Roger William Gries, OSB (born March 26, 1937) is an American prelate of the Roman Catholic Church.

Gries served as an auxiliary bishop of the Diocese of Cleveland in Ohio from 2001 to 2013. Previously, Gries was abbot of St. Andrew Abbey in Cleveland from 1981 to 2001.

==Biography==

=== Early life ===
Roger Gries was born on March 26, 1937, in Cleveland, Ohio, to John and Dorothy (Soukup) Gries. He attended Benedictine High School in Cleveland, where he captained the football team. On July 11, 1957, Gries professed vows the Order of St. Benedict, entering St. Andrew Abbey in Cleveland.

=== Priesthood ===
Gries was ordained a priest at the Cathedral of St. John the Evangelist in Cleveland by Bishop Clarence Elwell on May 18, 1963 to the Order of St. Benedict. Following his ordination, Gries attended Loyola University Chicago, where he earned Bachelor of Education and Master of Education degrees. In 1964, the Order assigned him to Benedictine High School in Cleveland, serving there until 2001 as a teacher, coach, bus driver, principal and president.

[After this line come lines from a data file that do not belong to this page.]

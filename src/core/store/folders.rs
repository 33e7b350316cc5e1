//! Folder operations.

use std::fs;

use tracing::info;

use super::Store;
use crate::core::domain::FolderEntry;
use crate::core::scanner;
use crate::core::validation;
use crate::error::{Result, StoreError};

impl Store {
    /// Top-level folders, sorted by name.
    pub fn folders(&self) -> Result<Vec<FolderEntry>> {
        scanner::list_folders(&self.root)
    }

    /// Create a top-level folder.
    ///
    /// # Errors
    ///
    /// Returns `ValidationError` for an invalid name and
    /// `StoreError::FolderExists` if anything already has that path.
    pub fn create_folder(&self, name: &str) -> Result<FolderEntry> {
        let name = validation::validate_name("folder name", name)?;
        let path = self.root.join(&name);
        if path.exists() {
            return Err(StoreError::FolderExists(name).into());
        }
        fs::create_dir(&path)?;
        info!(folder = %name, "folder created");

        self.record_change(&format!("Folder <{}> has been created", name))?;
        Ok(FolderEntry::new(path, name))
    }

    /// Delete a top-level folder and everything in it.
    ///
    /// # Errors
    ///
    /// Returns `StoreError::FolderNotFound` if it does not exist and
    /// `StoreError::NotADirectory` if the path is a file.
    pub fn delete_folder(&self, name: &str) -> Result<()> {
        let name = validation::validate_name("folder name", name)?;
        let path = self.root.join(&name);
        if !path.exists() {
            return Err(StoreError::FolderNotFound(name).into());
        }
        if !path.is_dir() {
            return Err(StoreError::NotADirectory(path.display().to_string()).into());
        }
        fs::remove_dir_all(&path)?;
        info!(folder = %name, "folder deleted");

        self.record_change(&format!("Folder <{}> has been deleted", name))
    }
}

On June 9, 1981, Gries was elected and confirmed as abbot of St. Andrew Abbey. He was blessed in August, 1981. Gries served as abbot for the next 20 years.

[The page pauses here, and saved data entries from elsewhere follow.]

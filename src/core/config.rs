//! Configuration store.
//!
//! One file (`~/.pouchrc`) describes every store context, one section per
//! context. Fields are read and written through the explicit
//! [`SCHEMA`](crate::core::domain::SCHEMA); the `[DEFAULT]` section holds
//! bootstrap values inherited by every other section.

pub mod ini;

use std::fs;
use std::path::{Path, PathBuf};

use tracing::debug;

use crate::core::constants::{self, DEFAULT_SECTION};
use crate::core::domain::{StoreContext, SCHEMA};
use crate::error::{ConfigError, Result, ValidationError};

pub use ini::IniDocument;

/// Configuration file location.
///
/// # Errors
///
/// `ConfigError::NoHome` when neither `POUCH_CONFIG` nor a home directory
/// is available.
pub fn locate() -> Result<PathBuf> {
    constants::config_path().ok_or_else(|| ConfigError::NoHome.into())
}

fn read_document(path: &Path) -> Result<IniDocument> {
    if !path.exists() {
        return Ok(IniDocument::default());
    }
    let contents = fs::read_to_string(path)?;
    IniDocument::parse(&contents)
}

fn write_document(path: &Path, doc: &IniDocument) -> Result<()> {
    if let Some(parent) = path.parent() {
        if !parent.as_os_str().is_empty() && !parent.exists() {
            fs::create_dir_all(parent).map_err(ConfigError::Write)?;
        }
    }
    fs::write(path, doc.render()).map_err(ConfigError::Write)?;

    // The file names key ids and remotes; keep it private (Unix only)
    #[cfg(unix)]
    {
        use std::os::unix::fs::PermissionsExt;
        fs::set_permissions(path, fs::Permissions::from_mode(0o600))
            .map_err(ConfigError::Write)?;
    }

    Ok(())
}

fn write_fields(doc: &mut IniDocument, section: &str, ctx: &StoreContext) {
    for field in SCHEMA {
        doc.set(section, field.key, &field.read(ctx));
    }
}

/// Create the configuration file with a `[DEFAULT]` section if it does not
/// exist yet.
///
/// Returns true when the file was created.
pub fn bootstrap(path: &Path) -> Result<bool> {
    if path.exists() {
        return Ok(false);
    }
    debug!(path = %path.display(), "bootstrapping config");
    let mut doc = IniDocument::default();
    write_fields(&mut doc, DEFAULT_SECTION, &StoreContext::default());
    write_document(path, &doc)?;
    Ok(true)
}

/// Load the context stored in `section`.
///
/// Keys missing from the section are inherited from `[DEFAULT]`, then from
/// the schema defaults.
///
/// # Errors
///
/// Every failure (missing file, missing section, unreadable or malformed
/// file) is reported as `ConfigError::LoadFailed`; the cause is logged.
pub fn load(path: &Path, section: &str) -> Result<StoreContext> {
    let failed = || -> crate::error::Error {
        ConfigError::LoadFailed {
            section: section.to_string(),
        }
        .into()
    };

    if !path.exists() {
        debug!(path = %path.display(), "config file missing");
        return Err(failed());
    }
    let doc = match read_document(path) {
        Ok(doc) => doc,
        Err(e) => {
            debug!(error = %e, "config file unreadable");
            return Err(failed());
        }
    };
    if !doc.has_section(section) {
        debug!(section, "config section missing");
        return Err(failed());
    }

    let mut ctx = StoreContext::default();
    for field in SCHEMA {
        let raw = doc.get(section, field.key).unwrap_or(field.default);
        field.write(&mut ctx, raw);
    }

    debug!(section, path = %ctx.path, sync = ctx.sync_enabled, "context loaded");
    Ok(ctx)
}

/// Store `ctx` in `section`, creating the section if needed. Other sections
/// are kept.
///
/// # Errors
///
/// Fails if the existing file cannot be parsed or the file cannot be
/// written.
pub fn save(path: &Path, section: &str, ctx: &StoreContext) -> Result<()> {
    debug!(section, "saving context");
    let mut doc = read_document(path)?;
    write_fields(&mut doc, section, ctx);
    write_document(path, &doc)
}

/// Add a new section initialised with `defaults`.
///
/// # Errors
///
/// `ConfigError::SectionExists` if the section is present,
/// `ValidationError::InvalidName` for a blank name or the reserved
/// `DEFAULT`.
pub fn create_section(path: &Path, section: &str, defaults: &StoreContext) -> Result<()> {
    if section.trim().is_empty() || section.contains(|c: char| c == '[' || c == ']') {
        return Err(ValidationError::InvalidName {
            name: section.to_string(),
            reason: "context names cannot be blank or contain brackets".to_string(),
        }
        .into());
    }
    if section == DEFAULT_SECTION {
        return Err(ValidationError::InvalidName {
            name: section.to_string(),
            reason: "reserved for defaults".to_string(),
        }
        .into());
    }

    let mut doc = read_document(path)?;
    if !doc.add_section(section) {
        return Err(ConfigError::SectionExists(section.to_string()).into());
    }
    debug!(section, "creating section");
    write_fields(&mut doc, section, defaults);
    write_document(path, &doc)
}

/// Named sections in file order. A missing file has none.
pub fn list_sections(path: &Path) -> Result<Vec<String>> {
    Ok(read_document(path)?.section_names())
}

=== Auxiliary Bishop of Cleveland ===
On March 25, 2001, Pope John Paul II named Gries as titular bishop of Praesidium and as an auxiliary bishop of Cleveland. He was consecrated by Bishop Anthony Pilla on June 7, 2001, at the Cathedral of St. John the Evangelist with Auxiliary Bishops James Quinn and Anthony Pevec as the principal co-consecrators.

== Resignation ==
Gries's letter of resignation as auxiliary bishop of the Diocese of Cleveland was accepted by Pope Francis on Friday, November 1, 2013.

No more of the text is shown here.